What drives me crazy is that I’m confident. I’m happy and silly and a really good friend. I’m smart and driven and if I want something I work really hard to make it happen. So when my anxiety hits me, I don’t feel completely like myself. I can still be happy and confident and silly and all those things but not as much as usual. And that’s a yucky feeling. Anxiety is a really yucky feeling. And even though I don’t have that awful feeling every second of every day, I know that it’s never permanently gone. It’ll come back and I’ll deal with whatever it is all over again. I’m bound to be that high maintenance friend for a couple days and I’ll likely drive myself crazy with my lack of self-confidence. But just like I know it’ll come back at some point, I also know that feeling doesn’t last forever.



For friends of people who have anxiety: Be soft. Be kind and understanding.  Try to think that sometimes if they seem a little unlike themselves, they’re probably just trying really really hard not to show you they’re having a rough time. Wait around, because it’ll pass. That’s hard to do, I know. But it’s worth it. They’ll be themselves in no time.


(ps – I’m fine. I’m more than fine, I’m great. This totally, 100% was not a post in which I’m hoping to receive lots of nice comments and words of support…for real. I’ll feel really uncomfortable if that’s what you think. I’m really lucky in that I know what to expect and how I can best deal with it. But writing about it is good for me, and that’s why I do it. And I think it’s important to know the hard things about people as much as the good because it all goes together, right?)

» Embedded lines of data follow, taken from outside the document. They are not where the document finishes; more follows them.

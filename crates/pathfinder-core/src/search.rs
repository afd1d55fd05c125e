//! Turn-constrained best-first search over the avoidance graph.
//!
//! A search state is a (node, predecessor) pair, so the bend at each node can
//! be checked against the turning radius before an edge is expanded. An edge
//! that is too sharp from one predecessor may still be taken from another.
//!
//! The bends at the segment endpoints are checked too when the caller says
//! which points are flown just before the start and just after the end.
//!
//! The open set is ordered by estimated total length, then hop count, then
//! accumulated turn, then push order. A complete path is recorded as soon as a
//! goal state is generated; the search keeps running until no open state can
//! beat it or the deadline is reached, in which case the best path so far is
//! returned unproven.

use crate::deadline::{Deadline, DeadlinePoll};
use crate::graph::AvoidanceGraph;
use crate::spatial::{arc_feasible, distance, turn_angle, Point};
use petgraph::graph::NodeIndex;
use std::cmp::{Ordering, Reverse};
use std::collections::{BinaryHeap, HashMap};

const DEADLINE_POLL_INTERVAL: usize = 64;
const COST_EPS_M: f64 = 1e-6;
const TURN_EPS_RAD: f64 = 1e-9;

/// Constraints on an acceptable path beyond the graph's own edges.
#[derive(Debug, Clone, Copy, PartialEq)]
pub struct PathLimits {
    pub turning_radius: f64,
    /// Longest acceptable path, meters.
    pub max_length_m: f64,
    /// Point flown just before the start node.
    pub approach: Option<Point>,
    /// Point flown just after the end node.
    pub departure: Option<Point>,
}

impl PathLimits {
    /// Only the turning radius applies.
    pub fn turning(turning_radius: f64) -> Self {
        Self {
            turning_radius,
            max_length_m: f64::INFINITY,
            approach: None,
            departure: None,
        }
    }
}

#[derive(Debug, Clone, PartialEq)]
pub struct SearchOutcome {
    /// Node positions from start to end, when any feasible path was found.
    pub path: Option<Vec<Point>>,
    pub cost_m: f64,
    /// No better path exists in the graph.
    pub proven_optimal: bool,
    pub deadline_hit: bool,
    /// Some partial path was dropped for exceeding `max_length_m`.
    pub length_pruned: bool,
    pub expanded: usize,
}

#[derive(Debug, Clone, Copy)]
struct FloatOrd(f64);

impl PartialEq for FloatOrd {
    fn eq(&self, other: &Self) -> bool {
        self.0.to_bits() == other.0.to_bits()
    }
}

impl Eq for FloatOrd {}

impl PartialOrd for FloatOrd {
    fn partial_cmp(&self, other: &Self) -> Option<Ordering> {
        Some(self.cmp(other))
    }
}

impl Ord for FloatOrd {
    fn cmp(&self, other: &Self) -> Ordering {
        self.0.total_cmp(&other.0)
    }
}

#[derive(Debug, Clone, Copy)]
struct OpenNode {
    f_score: FloatOrd,
    hops: usize,
    turn: FloatOrd,
    seq: usize,
    label: usize,
}

impl PartialEq for OpenNode {
    fn eq(&self, other: &Self) -> bool {
        self.cmp(other) == Ordering::Equal
    }
}

impl Eq for OpenNode {}

impl PartialOrd for OpenNode {
    fn partial_cmp(&self, other: &Self) -> Option<Ordering> {
        Some(self.cmp(other))
    }
}

impl Ord for OpenNode {
    fn cmp(&self, other: &Self) -> Ordering {
        self.f_score
            .cmp(&other.f_score)
            .then_with(|| self.hops.cmp(&other.hops))
            .then_with(|| self.turn.cmp(&other.turn))
            .then_with(|| self.seq.cmp(&other.seq))
    }
}

/// One partial path: a node reached through a parent label.
#[derive(Debug, Clone, Copy)]
struct Label {
    node: NodeIndex,
    parent: Option<usize>,
    g_score: f64,
    hops: usize,
    turn: f64,
}

#[derive(Debug, Clone, Copy, PartialEq)]
struct Quality {
    cost: f64,
    hops: usize,
    turn: f64,
}

impl Quality {
    fn of(label: &Label) -> Self {
        Self {
            cost: label.g_score,
            hops: label.hops,
            turn: label.turn,
        }
    }

    /// Strictly better: shorter, then fewer hops, then less turning.
    fn beats(&self, other: &Quality) -> bool {
        if self.cost < other.cost - COST_EPS_M {
            return true;
        }
        if self.cost > other.cost + COST_EPS_M {
            return false;
        }
        if self.hops != other.hops {
            return self.hops < other.hops;
        }
        self.turn < other.turn - TURN_EPS_RAD
    }
}

type StateKey = (NodeIndex, Option<NodeIndex>);

pub fn find_path(graph: &AvoidanceGraph, limits: &PathLimits, deadline: &Deadline) -> SearchOutcome {
    let turning_radius = limits.turning_radius;
    let start = graph.start();
    let goal = graph.end();
    let goal_point = graph.node(goal).point;
    let heuristic = |index: NodeIndex| distance(&graph.node(index).point, &goal_point);

    let mut labels = vec![Label {
        node: start,
        parent: None,
        g_score: 0.0,
        hops: 0,
        turn: 0.0,
    }];
    let mut best: HashMap<StateKey, Quality> = HashMap::new();
    best.insert((start, None), Quality::of(&labels[0]));

    let mut open_set: BinaryHeap<Reverse<OpenNode>> = BinaryHeap::new();
    open_set.push(Reverse(OpenNode {
        f_score: FloatOrd(heuristic(start)),
        hops: 0,
        turn: FloatOrd(0.0),
        seq: 0,
        label: 0,
    }));
    let mut seq = 1usize;

    let mut incumbent: Option<(usize, Quality)> = None;
    let mut proven_optimal = true;
    let mut deadline_hit = false;
    let mut length_pruned = false;
    let mut expanded = 0usize;
    let mut poll = DeadlinePoll::new(deadline, DEADLINE_POLL_INTERVAL);

    while let Some(Reverse(current)) = open_set.pop() {
        if poll.tick().is_err() {
            deadline_hit = true;
            proven_optimal = false;
            break;
        }
        if let Some((_, best_found)) = incumbent {
            if current.f_score.0 > best_found.cost + COST_EPS_M {
                break;
            }
        }

        let label = labels[current.label];
        let pred = label.parent.map(|p| labels[p].node);
        let quality = Quality::of(&label);
        if best
            .get(&(label.node, pred))
            .is_some_and(|stored| stored.beats(&quality))
        {
            continue;
        }

        if label.node == goal {
            if incumbent.map_or(true, |(_, found)| quality.beats(&found)) {
                incumbent = Some((current.label, quality));
            }
            continue;
        }

        expanded += 1;
        let here = graph.node(label.node).point;
        let prev = match pred {
            Some(p) => Some(graph.node(p).point),
            None => limits.approach,
        };

        for (next, weight) in graph.neighbors_sorted(label.node) {
            if Some(next) == pred {
                continue;
            }
            let there = graph.node(next).point;
            let turn = match prev {
                Some(prev) => {
                    if !arc_feasible(&prev, &here, &there, turning_radius) {
                        continue;
                    }
                    turn_angle(&prev, &here, &there)
                }
                None => 0.0,
            };
            if next == goal {
                if let Some(after) = limits.departure {
                    if !arc_feasible(&here, &there, &after, turning_radius) {
                        continue;
                    }
                }
            }

            let next_label = Label {
                node: next,
                parent: Some(current.label),
                g_score: label.g_score + weight,
                hops: label.hops + 1,
                turn: label.turn + turn,
            };
            let f_score = next_label.g_score + heuristic(next);
            if f_score > limits.max_length_m + COST_EPS_M {
                length_pruned = true;
                continue;
            }
            if let Some((_, found)) = incumbent {
                if f_score > found.cost + COST_EPS_M {
                    continue;
                }
            }

            let next_quality = Quality::of(&next_label);
            let key = (next, Some(label.node));
            if let Some(stored) = best.get(&key) {
                if !next_quality.beats(stored) {
                    continue;
                }
            }
            best.insert(key, next_quality);

            labels.push(next_label);
            let label_id = labels.len() - 1;
            if next == goal && incumbent.map_or(true, |(_, found)| next_quality.beats(&found)) {
                incumbent = Some((label_id, next_quality));
            }
            open_set.push(Reverse(OpenNode {
                f_score: FloatOrd(f_score),
                hops: next_label.hops,
                turn: FloatOrd(next_label.turn),
                seq,
                label: label_id,
            }));
            seq += 1;
        }
    }

    let Some((goal_label, quality)) = incumbent else {
        return SearchOutcome {
            path: None,
            cost_m: f64::INFINITY,
            proven_optimal,
            deadline_hit,
            length_pruned,
            expanded,
        };
    };

    let mut path = Vec::with_capacity(quality.hops + 1);
    let mut cursor = Some(goal_label);
    while let Some(id) = cursor {
        path.push(graph.node(labels[id].node).point);
        cursor = labels[id].parent;
    }
    path.reverse();

    SearchOutcome {
        path: Some(path),
        cost_m: quality.cost,
        proven_optimal,
        deadline_hit,
        length_pruned,
        expanded,
    }
}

3 thoughts on “Dust Tornadoes

  1. Katie Hollingshead

    My anxiety never feels as, I guess, profound, as yours, but I so appreciate other mom’s perspectives on it. It’s not always an inability to go outside, but so much more, exactly what you describe, doubting all the decisions you would otherwise not think twice about. You are still awesome, I am still awesome. Admitting our struggles makes it so much easier to relate to the ones our kids suffer.

  2. Mindy

    Oh Ruthie, you’ve got me crying right before bed again, and you KNOW I’m going to wake up to weird puffy eyes. That whole post, all of it, is so very me. It’s SO hard to talk about; terrifying, even with my select few, but necessary for me as well. To be able to write it down, to open yourself up so much where others can see…I’m not there. I’m not quite that brave yet, but I’m glad you are. You somehow managed to capture just what it feels like to me. Knowing that someone I admire so much not only understands, but can empathize with those awful feelings, is comforting, Ruthie. Thanks. Love you.

  3. eprofitt

    Word. Thanks for posting this. It’s reassuring to know that even people who seem to handle life like a rock star can also have fall apart, “I wore a shirt that accentuates my tramp stamp” kind of days.